◆ Work to be completed:
Transcribe, word for word, every record in the data below.

◆ Data for this task:
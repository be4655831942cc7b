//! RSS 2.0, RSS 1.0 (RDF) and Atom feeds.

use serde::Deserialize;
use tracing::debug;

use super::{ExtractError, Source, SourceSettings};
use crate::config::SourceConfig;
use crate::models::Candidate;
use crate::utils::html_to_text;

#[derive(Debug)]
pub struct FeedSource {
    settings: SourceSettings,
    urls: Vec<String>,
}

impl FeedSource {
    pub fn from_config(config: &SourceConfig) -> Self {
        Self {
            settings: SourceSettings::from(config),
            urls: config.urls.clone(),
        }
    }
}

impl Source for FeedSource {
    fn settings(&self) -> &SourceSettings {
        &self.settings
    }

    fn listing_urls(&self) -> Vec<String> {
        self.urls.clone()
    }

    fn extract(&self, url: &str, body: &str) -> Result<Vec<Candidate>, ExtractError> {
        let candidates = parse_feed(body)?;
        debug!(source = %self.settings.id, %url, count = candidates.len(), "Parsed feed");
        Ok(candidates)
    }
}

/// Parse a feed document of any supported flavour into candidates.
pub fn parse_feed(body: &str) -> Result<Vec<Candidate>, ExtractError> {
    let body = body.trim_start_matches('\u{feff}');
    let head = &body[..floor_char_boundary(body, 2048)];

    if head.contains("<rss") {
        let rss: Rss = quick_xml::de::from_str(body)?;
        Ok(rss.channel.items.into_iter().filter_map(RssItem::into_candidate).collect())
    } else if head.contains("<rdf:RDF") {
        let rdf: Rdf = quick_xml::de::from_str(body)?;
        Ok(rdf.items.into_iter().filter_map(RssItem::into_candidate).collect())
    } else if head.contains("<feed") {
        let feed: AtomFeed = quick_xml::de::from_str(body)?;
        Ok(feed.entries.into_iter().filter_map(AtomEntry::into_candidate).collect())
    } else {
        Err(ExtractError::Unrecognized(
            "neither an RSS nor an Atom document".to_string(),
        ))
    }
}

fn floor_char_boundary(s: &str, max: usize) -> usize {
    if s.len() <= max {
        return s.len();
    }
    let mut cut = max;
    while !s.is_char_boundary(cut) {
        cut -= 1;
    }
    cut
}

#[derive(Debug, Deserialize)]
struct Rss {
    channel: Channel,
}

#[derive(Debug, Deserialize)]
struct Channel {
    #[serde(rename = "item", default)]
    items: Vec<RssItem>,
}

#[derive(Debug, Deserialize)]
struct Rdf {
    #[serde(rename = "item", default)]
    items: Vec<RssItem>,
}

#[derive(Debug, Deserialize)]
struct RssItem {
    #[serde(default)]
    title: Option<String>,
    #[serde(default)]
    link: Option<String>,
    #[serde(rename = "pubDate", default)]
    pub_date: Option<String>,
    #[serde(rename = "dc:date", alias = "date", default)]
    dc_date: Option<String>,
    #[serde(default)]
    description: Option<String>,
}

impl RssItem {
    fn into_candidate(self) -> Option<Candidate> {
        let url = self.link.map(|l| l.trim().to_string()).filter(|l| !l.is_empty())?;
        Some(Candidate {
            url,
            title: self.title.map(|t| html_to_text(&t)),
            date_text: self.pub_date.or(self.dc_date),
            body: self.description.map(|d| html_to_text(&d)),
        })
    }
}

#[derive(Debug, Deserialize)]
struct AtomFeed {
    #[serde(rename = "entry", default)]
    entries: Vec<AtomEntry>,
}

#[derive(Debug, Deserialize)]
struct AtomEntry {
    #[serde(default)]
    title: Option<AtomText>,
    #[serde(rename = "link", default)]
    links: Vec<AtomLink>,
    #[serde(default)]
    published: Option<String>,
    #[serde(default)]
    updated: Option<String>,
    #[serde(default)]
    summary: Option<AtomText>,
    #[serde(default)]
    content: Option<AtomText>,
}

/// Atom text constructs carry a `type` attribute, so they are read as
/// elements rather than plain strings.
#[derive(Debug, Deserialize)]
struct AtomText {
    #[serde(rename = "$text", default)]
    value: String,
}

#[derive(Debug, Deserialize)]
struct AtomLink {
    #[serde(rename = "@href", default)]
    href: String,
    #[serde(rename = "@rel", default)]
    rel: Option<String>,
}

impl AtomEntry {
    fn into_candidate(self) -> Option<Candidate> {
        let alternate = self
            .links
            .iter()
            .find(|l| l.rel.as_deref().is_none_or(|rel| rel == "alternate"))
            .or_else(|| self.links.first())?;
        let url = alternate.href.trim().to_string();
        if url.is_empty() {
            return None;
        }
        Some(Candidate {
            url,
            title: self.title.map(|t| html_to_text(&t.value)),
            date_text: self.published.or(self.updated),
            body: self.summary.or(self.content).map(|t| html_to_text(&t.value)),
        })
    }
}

◆ Exercise result:
repository be4655831942cc7b
//! RSS 2.0, RSS 1.0 (RDF) and Atom feeds.

use serde::Deserialize;
use tracing::debug;

use super::{ExtractError, Source, SourceSettings};
use crate::config::SourceConfig;
use crate::models::Candidate;
use crate::utils::html_to_text;

#[derive(Debug)]
pub struct FeedSource {
    settings: SourceSettings,
    urls: Vec<String>,
}

impl FeedSource {
    pub fn from_config(config: &SourceConfig) -> Self {
        Self {
            settings: SourceSettings::from(config),
            urls: config.urls.clone(),
        }
    }
}

impl Source for FeedSource {
    fn settings(&self) -> &SourceSettings {
        &self.settings
    }

    fn listing_urls(&self) -> Vec<String> {
        self.urls.clone()
    }

    fn extract(&self, url: &str, body: &str) -> Result<Vec<Candidate>, ExtractError> {
        let candidates = parse_feed(body)?;
        debug!(source = %self.settings.id, %url, count = candidates.len(), "Parsed feed");
        Ok(candidates)
    }
}

/// Parse a feed document of any supported flavour into candidates.
pub fn parse_feed(body: &str) -> Result<Vec<Candidate>, ExtractError> {
    let body = body.trim_start_matches('\u{feff}');
    let head = &body[..floor_char_boundary(body, 2048)];

    if head.contains("<rss") {
        let rss: Rss = quick_xml::de::from_str(body)?;
        Ok(rss.channel.items.into_iter().filter_map(RssItem::into_candidate).collect())
    } else if head.contains("<rdf:RDF") {
        let rdf: Rdf = quick_xml::de::from_str(body)?;
        Ok(rdf.items.into_iter().filter_map(RssItem::into_candidate).collect())
    } else if head.contains("<feed") {
        let feed: AtomFeed = quick_xml::de::from_str(body)?;
        Ok(feed.entries.into_iter().filter_map(AtomEntry::into_candidate).collect())
    } else {
        Err(ExtractError::Unrecognized(
            "neither an RSS nor an Atom document".to_string(),
        ))
    }
}

fn floor_char_boundary(s: &str, max: usize) -> usize {
    if s.len() <= max {
        return s.len();
    }
    let mut cut = max;
    while !s.is_char_boundary(cut) {
        cut -= 1;
    }
    cut
}

#[derive(Debug, Deserialize)]
struct Rss {
    channel: Channel,
}

#[derive(Debug, Deserialize)]
struct Channel {
    #[serde(rename = "item", default)]
    items: Vec<RssItem>,
}

#[derive(Debug, Deserialize)]
struct Rdf {
    #[serde(rename = "item", default)]
    items: Vec<RssItem>,
}

#[derive(Debug, Deserialize)]
struct RssItem {
    #[serde(default)]
    title: Option<String>,
    #[serde(default)]
    link: Option<String>,
    #[serde(rename = "pubDate", default)]
    pub_date: Option<String>,
    #[serde(rename = "dc:date", alias = "date", default)]
    dc_date: Option<String>,
    #[serde(default)]
    description: Option<String>,
}

impl RssItem {
    fn into_candidate(self) -> Option<Candidate> {
        let url = self.link.map(|l| l.trim().to_string()).filter(|l| !l.is_empty())?;
        Some(Candidate {
            url,
            title: self.title.map(|t| html_to_text(&t)),
            date_text: self.pub_date.or(self.dc_date),
            body: self.description.map(|d| html_to_text(&d)),
        })
    }
}

#[derive(Debug, Deserialize)]
struct AtomFeed {
    #[serde(rename = "entry", default)]
    entries: Vec<AtomEntry>,
}

#[derive(Debug, Deserialize)]
struct AtomEntry {
    #[serde(default)]
    title: Option<AtomText>,
    #[serde(rename = "link", default)]
    links: Vec<AtomLink>,
    #[serde(default)]
    published: Option<String>,
    #[serde(default)]
    updated: Option<String>,
    #[serde(default)]
    summary: Option<AtomText>,
    #[serde(default)]
    content: Option<AtomText>,
}

/// Atom text constructs carry a `type` attribute, so they are read as
/// elements rather than plain strings.
#[derive(Debug, Deserialize)]
struct AtomText {
    #[serde(rename = "$text", default)]
    value: String,
}

#[derive(Debug, Deserialize)]
struct AtomLink {
    #[serde(rename = "@href", default)]
    href: String,
    #[serde(rename = "@rel", default)]
    rel: Option<String>,
}

impl AtomEntry {
    fn into_candidate(self) -> Option<Candidate> {
        let alternate = self
            .links
            .iter()
            .find(|l| l.rel.as_deref().is_none_or(|rel| rel == "alternate"))
            .or_else(|| self.links.first())?;
        let url = alternate.href.trim().to_string();
        if url.is_empty() {
            return None;
        }
        Some(Candidate {
            url,
            title: self.title.map(|t| html_to_text(&t.value)),
            date_text: self.published.or(self.updated),
            body: self.summary.or(self.content).map(|t| html_to_text(&t.value)),
        })
    }
}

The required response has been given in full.